Simulations of Argon Plasma Decay in a Thermionic Converter

TL;DR

This study uses particle-in-cell simulations to analyze argon plasma decay in thermionic diodes, revealing dimensional effects on plasma behavior and proposing a new method to measure work function differences.

Contribution

The paper introduces a comparative analysis of 1D and 2D plasma decay in thermionic diodes and suggests a novel technique for measuring work function differences.

Findings

2D plasma decay shows gradual electrostatic potential change.

1D plasma fluctuations cause large potential fluctuations.

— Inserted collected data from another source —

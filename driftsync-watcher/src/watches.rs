//! Kernel notification plumbing: the inotify handle and the reverse map
//! from watch descriptor to directory node.

use std::collections::HashMap;
use std::ffi::OsStr;
use std::io;
use std::os::unix::io::AsRawFd;
use std::path::Path;
use std::time::Duration;

use inotify::{EventMask, Inotify, WatchDescriptor, WatchMask};

use crate::tree::DirId;

/// Per-directory subscription mask.
const DIR_WATCH_MASK: WatchMask = WatchMask::CREATE
    .union(WatchMask::DELETE)
    .union(WatchMask::MODIFY)
    .union(WatchMask::DELETE_SELF)
    .union(WatchMask::MOVED_FROM)
    .union(WatchMask::MOVED_TO);

/// One event batch buffer; matches the kernel-recommended read size.
const EVENT_BUFFER_SIZE: usize = 8192;

/// Outcome of waiting for the notification handle.
#[derive(Debug, Clone, Copy, PartialEq, Eq)]
pub enum Readiness {
    /// Events are waiting to be read.
    Ready,
    /// The wait elapsed without events.
    TimedOut,
    /// Notifications are disabled; the caller should sleep instead.
    Disabled,
    /// The wait was interrupted or failed; the loop should exit.
    Interrupted,
}

/// An event lifted out of the kernel buffer so it can outlive the read.
#[derive(Debug, Clone)]
pub struct DirEvent {
    pub wd: WatchDescriptor,
    pub mask: EventMask,
    pub name: Option<String>,
}

/// The kernel notification handle, or the degraded polling-only mode when
/// inotify is unavailable or its read stream breaks.
#[derive(Debug)]
pub struct Notifier {
    inner: Option<Inotify>,
}

impl Notifier {
    /// Initialise inotify; on failure, log and start in polling-only mode.
    pub fn init() -> Self {
        match Inotify::init() {
            Ok(inner) => Self { inner: Some(inner) },
            Err(err) => {
                tracing::error!(error = %err, "inotify unavailable, falling back to rescans");
                Self { inner: None }
            }
        }
    }

    /// A notifier with no kernel handle, for polling-only operation.
    pub fn disabled() -> Self {
        Self { inner: None }
    }

    pub fn enabled(&self) -> bool {
        self.inner.is_some()
    }

    /// Subscribe to `path`. Returns `None` (after logging) on failure, which
    /// callers record as a failed install attempt.
    pub fn add_watch(&mut self, path: &Path) -> Option<WatchDescriptor> {
        let inner = self.inner.as_mut()?;
        match inner.watches().add(path, DIR_WATCH_MASK) {
            Ok(wd) => Some(wd),
            Err(err) => {
                tracing::error!(path = %path.display(), error = %err, "inotify_add_watch failed");
                None
            }
        }
    }

    /// Drop a subscription. `EINVAL` is ignored because the directory may
    /// already be gone, taking its watch with it.
    pub fn remove_watch(&mut self, wd: WatchDescriptor) {
        let Some(inner) = self.inner.as_mut() else {
            return;
        };
        if let Err(err) = inner.watches().remove(wd) {
            if err.raw_os_error() != Some(libc::EINVAL) {
                tracing::error!(error = %err, "inotify_rm_watch failed");
            }
        }
    }

    /// Wait up to `timeout` for the handle to become readable.
    pub fn wait_readable(&self, timeout: Duration) -> Readiness {
        let Some(inner) = self.inner.as_ref() else {
            return Readiness::Disabled;
        };

        let mut pollfd = libc::pollfd {
            fd: inner.as_raw_fd(),
            events: libc::POLLIN,
            revents: 0,
        };
        let timeout_ms = i32::try_from(timeout.as_millis()).unwrap_or(i32::MAX);
        let rc = unsafe { libc::poll(&mut pollfd, 1, timeout_ms) };
        if rc < 0 {
            let err = io::Error::last_os_error();
            if err.raw_os_error() != Some(libc::EINTR) {
                tracing::error!(error = %err, "poll on inotify handle failed");
            }
            return Readiness::Interrupted;
        }
        if rc == 0 {
            return Readiness::TimedOut;
        }
        Readiness::Ready
    }

    /// Read one batch of events. A read error closes the handle and
    /// degrades the watcher to polling-only operation.
    pub fn read_batch(&mut self) -> Vec<DirEvent> {
        let outcome = {
            let Some(inner) = self.inner.as_mut() else {
                return Vec::new();
            };
            let mut buffer = [0u8; EVENT_BUFFER_SIZE];
            inner.read_events(&mut buffer).map(|events| {
                events
                    .map(|event| DirEvent {
                        wd: event.wd.clone(),
                        mask: event.mask,
                        name: event
                            .name
                            .map(|name: &OsStr| name.to_string_lossy().into_owned()),
                    })
                    .collect::<Vec<_>>()
            })
        };

        match outcome {
            Ok(events) => events,
            Err(err) if err.kind() == io::ErrorKind::WouldBlock => Vec::new(),
            Err(err) => {
                tracing::error!(error = %err, "inotify read failed, degrading to rescans");
                self.inner = None;
                Vec::new()
            }
        }
    }
}

/// Reverse map from kernel watch descriptor to directory node.
#[derive(Debug, Default)]
pub struct WatchIndex {
    map: HashMap<WatchDescriptor, DirId>,
}

impl WatchIndex {
    pub fn insert(&mut self, wd: WatchDescriptor, dir: DirId) {
        self.map.insert(wd, dir);
    }

    pub fn remove(&mut self, wd: &WatchDescriptor) {
        self.map.remove(wd);
    }

    pub fn lookup(&self, wd: &WatchDescriptor) -> Option<DirId> {
        self.map.get(wd).copied()
    }

    pub fn len(&self) -> usize {
        self.map.len()
    }

    pub fn is_empty(&self) -> bool {
        self.map.is_empty()
    }
}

Maximum current occurs at flat-band condition, enabling work function measurement.

Abstract

The dynamics of an argon plasma in the gap of a thermionic diode is investigated using particle-in-cell (PIC) simulations. The time-averaged diode current, as a function of the relative electrical potential between the electrodes, is studied while the plasma density depletes due to recombination on the electrode surfaces. Simulations were performed in both 1D and 2D and significant differences were observed in the plasma decay between the two cases. Specifically, in 2D it was found that the electrostatic potential gradually changes as the plasma decays, while in 1D fluctuations in the plasma led to large potential fluctuations which changed the plasma decay characteristics relative to the 2D case. This creates significant differences in the time-averaged diode current. Furthermore, it was found that the maximum time-averaged current is collected when the diode voltage is set to the flat-band condition, where the cathode and anode vacuum biases are equal. This suggests a novel technique of measuring the difference in work functions between the cathode and anode in a thermionic converter.